JM: I was given no advance notice that I was going to lose my job. When I arrived at work on Thursday, the editorial page editor, my supervisor, told me we had to go to Human Resources to meet with the editor-in-chief. So I realized that this was going to be the way they tell you your job is eliminated, even before they actually said the words. I was laid off. But earlier in February, the company did offer buyouts to those over 60 with 15 or more years of service, so I was one of those. I was not interested in leaving at that point. The buyout offer was due to some unfavorable revenue projections, and they also mentioned that other measures, including layoffs might occur.
I was given the same severance that was offered to those taking buyouts, plus I will get unemployment since I did not leave voluntarily.
AG: Will you still be drawing for the paper in any capacity?
JM: At the meeting where I was told about losing my job, I asked about continuing to do some work for the paper. What we worked out is for me to do a Sunday cartoon,primarily on a New Jersey topic, plus if something big happens they might want a cartoon on that too.
AG: What stands out in your career and what will you miss most?
JM: The things that stand out in my career are having won some national awards ( National Headliner Award, Fischetti Editorial Cartoon Competition, Berryman Award, and 4 Clarion Awards from the Association for Women in Communications) plus having a former acting governor, Donald DiFrancesco, hold up one of my cartoons as partial blame when he decided to withdraw from running for governor back in 2001. I will miss the idea of my work appearing in a regular spot six days a week in the same publication.
AG: You’re syndicated through King Features. Will that continue?
JM: Yes, I do plan to continue drawing syndicated cartoons for King Features. And I was also self syndicating cartoons on New Jersey issues to papers around the state, which I also want to continue. I am in the process of acquiring the technology I need to work at home in order to resume both of those.
AG: Were you able to keep your originals?
JM: I was able to keep my originals. Most of them I had been storing at home anyway since the company moved to smaller quarters four years ago. So all I had to remove was the most recent year or two.
AG: Have you had time to formulate what your plans are now – near term and long term?
JM: My plans are to continue drawing editorial cartoons as I previously mentioned. And also to look for ways to bring in more income such as freelance, drawing caricatures, speaking engagements, etc…. things I have been doing all along. I also might want to do inking or letter for a comic strip ( JimMarg@aol.com if anyone wants to offer me work like that) perhaps look into teaching, depending on how well I do in other areas. I also got a call out of the blue offering me some editorial cartoon work, which is still too early to reveal the details of. But I am hoping this will be something good.

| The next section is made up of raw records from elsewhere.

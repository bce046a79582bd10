//! Error types for Plaza Core
//!
//! Feature operations fail in a handful of ways:
//! - The caller is not signed in (checked locally, before any remote call)
//! - A backend call failed (wraps the backend's own message)
//! - A sender's profile row is missing
//! - Input was rejected before reaching the backend
//! - The startup session restore failed

use plaza_backend::BackendError;

use crate::types::UserId;

/// Main Plaza error type
#[derive(Debug, thiserror::Error)]
pub enum PlazaError {
    /// Operation needs a signed-in user
    #[error("user is not authenticated")]
    NotAuthenticated,

    /// A backend call failed
    #[error("could not {operation}: {}", .source.message())]
    Backend {
        /// What was being attempted, e.g. `create post`
        operation: &'static str,
        /// The backend failure
        source: BackendError,
    },

    /// No profile row exists for the user
    #[error("no profile found for user {0}")]
    ProfileNotFound(UserId),

    /// Input rejected before any remote call
    #[error("invalid input: {0}")]
    InvalidInput(String),

    /// A row did not have the expected shape
    #[error("unexpected row shape: {0}")]
    Decode(#[from] serde_json::Error),

    /// Startup session restore failed
    #[error("initialization failed: {0}")]
    Initialization(String),

    /// Invalid or unreadable configuration
    #[error("configuration error: {0}")]
    Config(String),

    /// A background task panicked or was cancelled
    #[error("background task failed: {0}")]
    Task(String),
}

impl PlazaError {
    /// Whether a single-row lookup matched nothing
    #[inline]
    #[must_use]
    pub fn is_not_found(&self) -> bool {
        matches!(self, Self::Backend { source, .. } if source.is_not_found())
    }

    /// Whether the failure is the local authentication guard
    #[inline]
    #[must_use]
    pub fn is_not_authenticated(&self) -> bool {
        matches!(self, Self::NotAuthenticated)
    }

    /// The backend's message, for backend failures
    #[must_use]
    pub fn backend_message(&self) -> Option<String> {
        match self {
            Self::Backend { source, .. } => Some(source.message()),
            _ => None,
        }
    }
}

/// Log-and-wrap for backend results
pub(crate) trait BackendResultExt<T> {
    /// Log the failure and wrap it as [`PlazaError::Backend`]
    fn context(self, operation: &'static str) -> Result<T, PlazaError>;
}

impl<T> BackendResultExt<T> for Result<T, BackendError> {
    fn context(self, operation: &'static str) -> Result<T, PlazaError> {
        self.map_err(|source| {
            tracing::error!(operation, error = %source, "backend call failed");
            PlazaError::Backend { operation, source }
        })
    }
}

AG: Is there anything you?d like to add, or say?
JM: While I was luckier than some of my editorial cartoon colleagues as far as being able to hang onto a staff job longer than some, I do not see how stripping the newspaper of popular features will solve the long term problems of the industry, or specifically my old paper. It makes the bottom line look better for the paper, but readers are cheated of a feature they have been accustomed to looking for every day. It was very gratifying to receive the support of some of my newspaper colleagues in bemoaning my loss, as well as the remarks which I have seen on social media which have criticized my being let go.